Raging stenographer * Apocalyptic sect * Awe and wonder: Thursday’s Religion News Roundup

A stenographer raging about God and Freemasons is dragged away. A blogger says the tea party is an apocalyptic sect. Oprah doesn't get atheists who experience awe and wonder.

Freemason symbol, courtesy Shutterstock
An eye in a triangle, Freemason symbol

Freemason symbol, sometimes called the “Eye of Providence,” courtesy Shutterstock

What a night!

If you didn’t stay up to watch the Senate and then the House pass a deal to end the fiscal crisis and reopen government, you missed some theater.


As the House finished its vote, a House stenographer decided it was a good time to let loose about God, Congress, and Freemasons.

She was dragged off by security.

Andrew Sullivan had some choice words for the tea party, which was responsible for the 16-day shutdown. He thinks it resembles a religious faith of a fundamentalist variety:

Much of the GOP hails from that new purist, apocalyptic sect right now – and certainly no one else is attacking that kind of religious organization. But it will do to institutional political parties what entrepreneurial fundamentalism does to mainline churches: its appeal to absolute truth, total rectitude and simplicity of worldview instantly trumps tradition, reason, moderation, compromise. 

Ed Stetzer thinks church folk who badmouthed Democrats on Facebook during the shutdown may not be aware they are alienating the very people Christians should be courting: the “unchurched,” who tend to be Democrats.

To which, Rachel Held Evans responded:

In other news,  Jason Russell, one of the people behind the “Kony 2012″ video that went viral last year, is making a comeback after a mental breakdown and appearing on the Christian conference circuit.

Chris Stedman, a humanist coordinator at Harvard and Yale, takes issue with a comment Oprah Winfrey made and argues atheists can experience awe and wonder, too.

A Michigan woman has filed a wrongful-termination lawsuit against InterVarsity Christian Fellowship. She says she was fired because of her divorce, even as two male colleagues kept their jobs as they went through divorce. But it’s not clear if secular courts will interfere in cases of hiring and firing at Christian institutions.

Suzan Johnson Cook, the State Department’s ambassador-at-large for international religious freedom, is resigning after 17 months on the job.

What’s that saying by Faulkner?  “The past is never dead, it’s not even past.” To wit:


The ongoing controversy over the funeral of an unrepentant Nazi captain overshadowed Wednesday’s ceremonies commemorating the 70th anniversary of the deportation of more than 1,000 of the city’s Jews to concentration camps.

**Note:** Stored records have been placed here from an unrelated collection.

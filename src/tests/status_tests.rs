use super::*;

#[test]
fn test_none_is_the_only_success() {
    assert!(StatusCode::None.is_ok());
    assert!(StatusCode::None.into_result().is_ok());
    assert!(!StatusCode::NoResult.is_ok());
    assert_eq!(
        StatusCode::NoResult.into_result(),
        Err(GeofenceError::NoResult)
    );
}

#[test]
fn test_every_error_maps_back_to_its_status() {
    let errors = [
        GeofenceError::Parameter,
        GeofenceError::Memory,
        GeofenceError::Connection,
        GeofenceError::AccessDenied,
        GeofenceError::DbusCall,
        GeofenceError::NoResult,
    ];
    for err in errors {
        let status: StatusCode = err.into();
        assert!(!status.is_ok());
        assert_eq!(GeofenceError::from_status(status), Some(err));
    }
    assert_eq!(GeofenceError::from_status(StatusCode::None), None);
}

#[test]
fn test_default_status_is_success() {
    assert_eq!(StatusCode::default(), StatusCode::None);
}

#[test]
fn test_display_names() {
    assert_eq!(StatusCode::DbusCallError.to_string(), "DbusCallError");
    assert!(GeofenceError::AccessDenied.to_string().contains("Access denied"));
}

Also in Rome: Palestinian President Mahmoud Abbas invited Pope Francis to visit the Holy Land. Francis is due to meet with Israeli Prime Minister Benjamin Netanyahu next week.

A member of the Israeli Knesset, or parliament, said his fellow parliamentarians must lobby against anti-circumcision resolutions, even if it means opening up Israeli embassies for the practice. He was responding to a Council of Europe resolution calling circumcision “a violation of the physical integrity of children.”

Related: A quarter of respondents in a major survey of Jews from nine European countries said they avoid visiting places and wearing symbols that identify them as Jews for fear of anti-Semitism.

Who says religion never changes? Here’s proof: Muslims in Pakistan, Bangladesh and elsewhere went online to buy live cows and goats for the traditional Islamic Feast of Sacrifice, known as Eid al-Adha, because it’s easier than going to crowded street markets to buy the animals.

And get this: Jacob Bender, a Jew, is the new executive director of the Council on American-Islamic Relations’ Philadelphia branch. He is the first non-Muslim to serve as director of a CAIR branch.


Reactions from Jewish, Christian and general audiences are reportedly troubling enough for Paramount to request some alterations in the upcoming movie about the biblical Noah and his ark. Director Darren Aronofsky doesn’t want to budge.

Charles Haynes thinks dialing back school celebrations of Halloween is probably a good idea, but not because the holiday establishes some sort of religion, which the Constitution prohibits.

As lovers of good journalism, we were saddened to write this story: Denominational news services are losing their editorial independence and increasingly performing public relations roles as cutbacks and closings exact a growing toll.